Revision der ISO 10993-1: Warum das Update 2025 für die MDR-Harmonisierung wichtig ist

ISO 10993-1 ist die internationale Norm, die als Rahmenwerk für die Bewertung der biologischen Sicherheit von Medizinprodukten dient, die in direkten oder indirekten Kontakt mit dem menschlichen Körper kommen. Da ein solcher Kontakt potenziell schädliche biologische Auswirkungen verursachen kann, müssen Hersteller einen Biological Evaluation Plan (BEP) erstellen und dokumentieren. Dieser Plan muss Gefährdungen und Expositionen identifizieren sowie Akzeptanzkriterien festlegen. ISO 10993-1 gilt als „state-of-the-art“ für die Biokompatibilität und stellt somit die anerkannte Best Practice für die Erstellung eines BEP dar. Sie wird weltweit von Behörden und Konformitätsbewertungsstellen herangezogen.

Die sechste Ausgabe der ISO 10993-1, die im November 2025 veröffentlicht wurde, wurde umfassend überarbeitet, um die biologische Bewertung stärker in ein Risikomanagement-Rahmenwerk einzubetten und Terminologie sowie Konzepte noch enger mit der ISO 14971 abzustimmen. ISO 14971 ist die internationale Norm, die die Grundsätze des Risikomanagements für Medizinprodukte über ihren gesamten Lebenszyklus definiert.

Eine der wichtigsten Neuerungen der ISO 10993-1:2025 ist die explizite Berücksichtigung von vorhersehbarem Fehlgebrauch in der biologischen Bewertung. Die neue Ausgabe fordert, dass bei biologischen Bewertungen nicht nur die bestimmungsgemäße Gebrauch eines Produkts, sondern auch ein vernünftigerweise vorhersehbarer Missbrauch berücksichtigt wird. Dies bedeutet nicht, dass Hersteller jedes theoretische Szenario berücksichtigen müssen; jedoch erweitert die Norm die Gefährdungsanalyse dahingehend, dass typische oder vorhersehbare Fehlanwendungen in Bezug auf mögliche Expositionsänderungen und daraus resultierende biologische Risiken erhoben werden müssen.

Darüber hinaus verstärkt die Revision die Grundlagen der biologischen Bewertung, indem Definition und Bewertung der Expositionsdauer (einschließlich intermittierender Exposition) präzisiert werden und erhöhte Anforderungen an eine detaillierte Materialcharakterisierung sowie eine frühzeitige Identifikation biologischer Gefährdungen gestellt werden.
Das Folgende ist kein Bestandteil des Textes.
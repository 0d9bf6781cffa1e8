//! Database Module
//!
//! Handles SQLite connection pool and migrations

pub mod repository;

use shared::error::AppError;
use sqlx::SqlitePool;
use sqlx::sqlite::{SqliteConnectOptions, SqliteJournalMode, SqlitePoolOptions, SqliteSynchronous};
use std::str::FromStr;
use std::time::Duration;

/// Database service, owns a SQLite connection pool
#[derive(Clone)]
pub struct DbService {
    pub pool: SqlitePool,
}

impl DbService {
    /// Open (or create) the database file with WAL mode and apply migrations
    pub async fn new(db_path: &str) -> Result<Self, AppError> {
        if let Some(parent) = std::path::Path::new(db_path).parent()
            && !parent.as_os_str().is_empty()
        {
            std::fs::create_dir_all(parent).map_err(|e| {
                AppError::database(format!("Failed to create database directory: {e}"))
            })?;
        }

        // WAL, foreign keys, normal sync; writers queue for up to 5s
        let options = SqliteConnectOptions::from_str(&format!("sqlite:{db_path}"))
            .map_err(|e| AppError::database(format!("Invalid database path: {e}")))?
            .create_if_missing(true)
            .journal_mode(SqliteJournalMode::Wal)
            .synchronous(SqliteSynchronous::Normal)
            .busy_timeout(Duration::from_secs(5))
            .pragma("foreign_keys", "ON")
            .optimize_on_close(true, None);

        let pool = SqlitePoolOptions::new()
            .max_connections(5)
            .connect_with(options)
            .await
            .map_err(|e| AppError::database(format!("Failed to open database: {e}")))?;

        tracing::info!(path = %db_path, "Database connection established (SQLite WAL, busy_timeout=5000ms)");

        Self::migrate(pool).await
    }

    /// Single-connection in-memory database, used by tests
    pub async fn in_memory() -> Result<Self, AppError> {
        let options = SqliteConnectOptions::from_str("sqlite::memory:")
            .map_err(|e| AppError::database(format!("Invalid database path: {e}")))?
            .pragma("foreign_keys", "ON");

        // Every connection to :memory: is a separate database, keep exactly one alive
        let pool = SqlitePoolOptions::new()
            .max_connections(1)
            .min_connections(1)
            .idle_timeout(None)
            .max_lifetime(None)
            .connect_with(options)
            .await
            .map_err(|e| AppError::database(format!("Failed to open database: {e}")))?;

        Self::migrate(pool).await
    }

    async fn migrate(pool: SqlitePool) -> Result<Self, AppError> {
        sqlx::migrate!("./migrations")
            .run(&pool)
            .await
            .map_err(|e| AppError::database(format!("Failed to apply migrations: {e}")))?;
        tracing::info!("Database migrations applied");

        Ok(Self { pool })
    }
}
Zusammen unterstützen diese Anpassungen eine gezieltere, risikobasierte Auswahl biologischer Endpunkte und Prüfstrategien.

In Anhang I der EU-Medizinprodukteverordnung (MDR, EU 2017/745) wird gefordert, dass Hersteller biologische Risiken identifizieren, bewerten und kontrollieren und diese Bewertungen in die technische Dokumentation integrieren. Wenn ein Biological Evaluation Plan (BEP) nicht mit den Anforderungen der überarbeiteten ISO 10993-1:2025 übereinstimmt, steigt das Risiko, dass die entsprechende Dokumentationsstelle als nicht konform eingestuft wird.

Die MDR gibt kein festes Format für einen BEP vor. Daher orientiert sich die Branche bei der Erstellung eines BEP für die Konformitätsbewertung am “state-of-the-art” gemäß ISO 10993-1. Da die Ausgabe 2025 die biologische Bewertung explizit mit den Risikomanagementprinzipien der ISO 14971 verknüpft und die Erwartungen an die BEP-Inhalte erhöht, hilft die Anwendung der neuen Norm Herstellern dabei, nachzuweisen, dass ihre biologische Risikobewertung den aktuellen regulatorischen Erwartungen entspricht.

Was bedeutet das konkret?
Die Anwendung der ISO 10993-1:2025 erleichtert es, biologische Risiken nachvollziehbar und risikobasiert zu dokumentieren.

Abschließend positioniert ISO 10993-1:2025 die biologische Bewertung als integralen Bestandteil des Risikomanagements von Medizinprodukten. Für Teams, die MDR-Technische Dokumentationen erstellen, hebt die Revision das erforderliche Niveau für den BEP an, fordert robustere Materialdaten und verlangt die explizite Berücksichtigung vorhersehbaren Fehlgebrauchs sowie kumulativer Expositionen.